Şiddete maruz kalma ya da tanık olma hali sonrasında çocuklarda sıkça gözlemlenen davranışlar, öfke nöbetleri, okul başarısında düşüş, gece alt ıslatma (enürezis), içe kapanma, saldırganlaşma, şiddet gören ebeveynini kaybetme korkusu, ağlama krizleri, akran zorbalığı olarak sıralayabiliriz.

Erken çocukluk döneminde aile içi şiddeti deneyimleyen çocuklar ebeveynleri ile güvenli bağlanma gerçekleştiremezler. Dünyada ilk ilişki kurduğu kişiler olan ebeveynlerine güvenmeyen çocuklar ise artık tüm dış dünyayı tehlike olarak anlamlandırır. Çünkü bir insan için en önemli figür aile ve anne baba arasındaki ilişkidir. Kavga eden bir anne babası olan çocuk; sosyal ilişkiler, öğrenme süreci gibi pek çok önemli alanda kendi potansiyelinin altında başarı gösterirler. Bir diğer risk ise bu çocukların, akranlarına şiddet eğilimi olasılığının fazla olmasıdır. Çocuk ilk öğrenmeyi gerçekleştirdiği aile ortamında ne tür davranış kalıplarını rol model olarak benimseme, sosyal hayatında da bu öğrenmiş olduğu davranışlar ile kendisini yansıtacaktır. Çocuklara ne verirsek onu alacaklarını unutmamamız önemlidir. Erken müdahale ile çocuğun hayatındaki olumsuz deneyimlerin silinmesi ya da hafifletilmesi sağlanabilir. Çocuğun kötü yaşantıları olabilir. Asıl kötü olan çocuğa iyiye dönmesi için olanak verilmemesidir.

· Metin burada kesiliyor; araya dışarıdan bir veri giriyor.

use crate::http1::read_preamble;
use crate::metrics::Metrics;
use anyhow::Result;
use std::net::SocketAddr;
use tokio::io::AsyncWriteExt;
use tokio::net::{TcpListener, TcpStream};
use tokio::sync::Notify;
use std::sync::Arc;

/// Serve `/metrics` and `/healthz` on a raw socket, using the same preamble
/// reader as the proxy path rather than pulling in a framework for two
/// routes. Anything else gets a 404.
pub async fn run(listen: &str, metrics: Metrics, shutdown: Arc<Notify>) -> Result<()> {
    let addr: SocketAddr = listen.parse()?;
    let listener = TcpListener::bind(addr).await?;
    tracing::info!("admin: listening, addr={addr}");

    loop {
        let accepted = tokio::select! {
            result = listener.accept() => result,
            _ = shutdown.notified() => {
                tracing::info!("admin: stop accepting new connections");
                break;
            }
        };

        let (stream, _peer) = match accepted {
            Ok(v) => v,
            Err(e) => {
                tracing::error!("admin: accept failed, error={e}");
                continue;
            }
        };

        let metrics = metrics.clone();
        tokio::spawn(async move {
            if let Err(e) = serve_one(stream, metrics).await {
                tracing::debug!("admin: connection error, error={e}");
            }
        });
    }

    Ok(())
}

async fn serve_one(mut stream: TcpStream, metrics: Metrics) -> Result<()> {
    let preamble = match read_preamble(&mut stream).await {
        Ok(p) => p,
        Err(_) => {
            write_response(&mut stream, 400, "text/plain", "bad request").await?;
            return Ok(());
        }
    };

    match (preamble.method.as_str(), preamble.path.as_str()) {
        ("GET", "/metrics") => {
            write_response(&mut stream, 200, "text/plain; version=0.0.4", &metrics.render()).await?;
        }
        ("GET", "/healthz") => {
            write_response(&mut stream, 200, "text/plain", "ok").await?;
        }
        _ => {
            write_response(&mut stream, 404, "text/plain", "not found").await?;
        }
    }
    Ok(())
}

async fn write_response(stream: &mut TcpStream, status: u16, content_type: &str, body: &str) -> Result<()> {
    let reason = match status {
        200 => "OK",
        400 => "Bad Request",
        404 => "Not Found",
        _ => "Error",
    };
    let response = format!(
        "HTTP/1.1 {status} {reason}\r\nContent-Type: {content_type}\r\nContent-Length: {}\r\nConnection: close\r\n\r\n{body}",
        body.len()
    );
    stream.write_all(response.as_bytes()).await?;
    Ok(())
}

Aile İçi İletişim Neden Zayıftır?

-Kişilerin birbirini dinlememesi, karşısındaki kişinin duygu ve düşüncelerini önemsememesi.

-Yalan söylenilmesi.

-Kişinin karşı tarafı anlamaya değil, yargılamaya yönelik davranışları.

-Öncesinde yaşanılan olumsuz olaylara bağlı kalınıp, güncel konulara geçmişin yansıtılması.

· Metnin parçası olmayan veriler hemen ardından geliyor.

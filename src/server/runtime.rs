/// Worker-thread sizing for the tokio runtime, aware of container CPU quotas.
///
/// Detection order:
/// 1. `PROXY_WORKER_THREADS` env var (explicit override, accepts "4" or "4000m")
/// 2. cgroup v2 quota: `/sys/fs/cgroup/cpu.max`
/// 3. Fallback: `std::thread::available_parallelism()` (host CPU count)
///
/// Tokio otherwise sizes its pool off the host CPU count, which over-commits
/// threads when the process is actually confined to a fraction of the host
/// (e.g. 2 cores on a 64-core node).
pub fn worker_thread_count() -> usize {
    if let Ok(raw) = std::env::var("PROXY_WORKER_THREADS") {
        if let Some(cores) = parse_cpu_value(&raw) {
            let threads = cores.max(1);
            tracing::info!(source = "env", threads, "sized worker pool");
            return threads;
        }
    }

    if let Ok(max) = std::fs::read_to_string("/sys/fs/cgroup/cpu.max") {
        if let Some(cores) = parse_cgroup_v2_cpu(&max) {
            let threads = cores.max(1);
            tracing::info!(source = "cgroup_v2", threads, "sized worker pool");
            return threads;
        }
    }

    let threads = std::thread::available_parallelism()
        .map(|p| p.get())
        .unwrap_or(1);
    tracing::info!(source = "host", threads, "sized worker pool");
    threads
}

/// Parse a CPU count — either whole cores ("4") or millicores ("4000m").
fn parse_cpu_value(value: &str) -> Option<usize> {
    let value = value.trim();
    if let Some(stripped) = value.strip_suffix('m') {
        stripped.parse::<usize>().ok().map(|m| m / 1000)
    } else {
        value.parse::<usize>().ok()
    }
}

/// Parse cgroup v2 `cpu.max` — format: "quota period" or "max period".
fn parse_cgroup_v2_cpu(content: &str) -> Option<usize> {
    let parts: Vec<&str> = content.split_whitespace().collect();
    if parts.len() < 2 || parts[0] == "max" {
        return None;
    }
    let quota: i64 = parts[0].parse().ok()?;
    let period: i64 = parts[1].parse().ok()?;
    if quota > 0 && period > 0 {
        Some((quota / period) as usize)
    } else {
        None
    }
}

-Aile içi yapılan faaliyetlere gereken önem verilmemesi.

-Fedakarlığın her zaman karşı taraftan beklenilmesi.

-Karşı tarafa güvenmek yerine çoğu zaman şüpheyle yaklaşılması.

-Küçük problemlerin olduğundan fazla büyütülmesi gibi yapılan hatalar aile içi iletişimi olumsuz yönde etkilemektedir.

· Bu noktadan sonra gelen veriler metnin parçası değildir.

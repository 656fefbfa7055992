mod preamble;
mod relay;

pub use preamble::{
    read_preamble, render_upstream_preamble, BodyKind, HeaderList, Preamble, CHUNK_SIZE,
    MAX_HEADER_COUNT, MAX_HEADER_LINE_BYTES, MAX_PREAMBLE_BYTES,
};
pub use relay::{relay_request_body, relay_response, RelayedResponse};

AİLE TERAPİSİ, AİLE İÇİ ŞİDDET ÇÖZÜMÜNDE KULLANIMI

Terapinin amacı aile bireylerinin birbirleriyle olan etkileşimlerini, rollerini, geniş aileyle olan ilişkilerini inceleyerek ailenin bütünlüğünü sağlamak, çatışmaların nelerden kaynaklandığını aile fertlerine göstermek ve çatışmaları olumlu bir şekilde çözümlemek, stres durumları için baş ete stratejileri öğretmektir. Ayrıca ilişkideki olumlu duyguları arttırarak etkili iletişimin kurulmasını ağlamak da aile terapisinin hedefleri olarak sıralanabilir.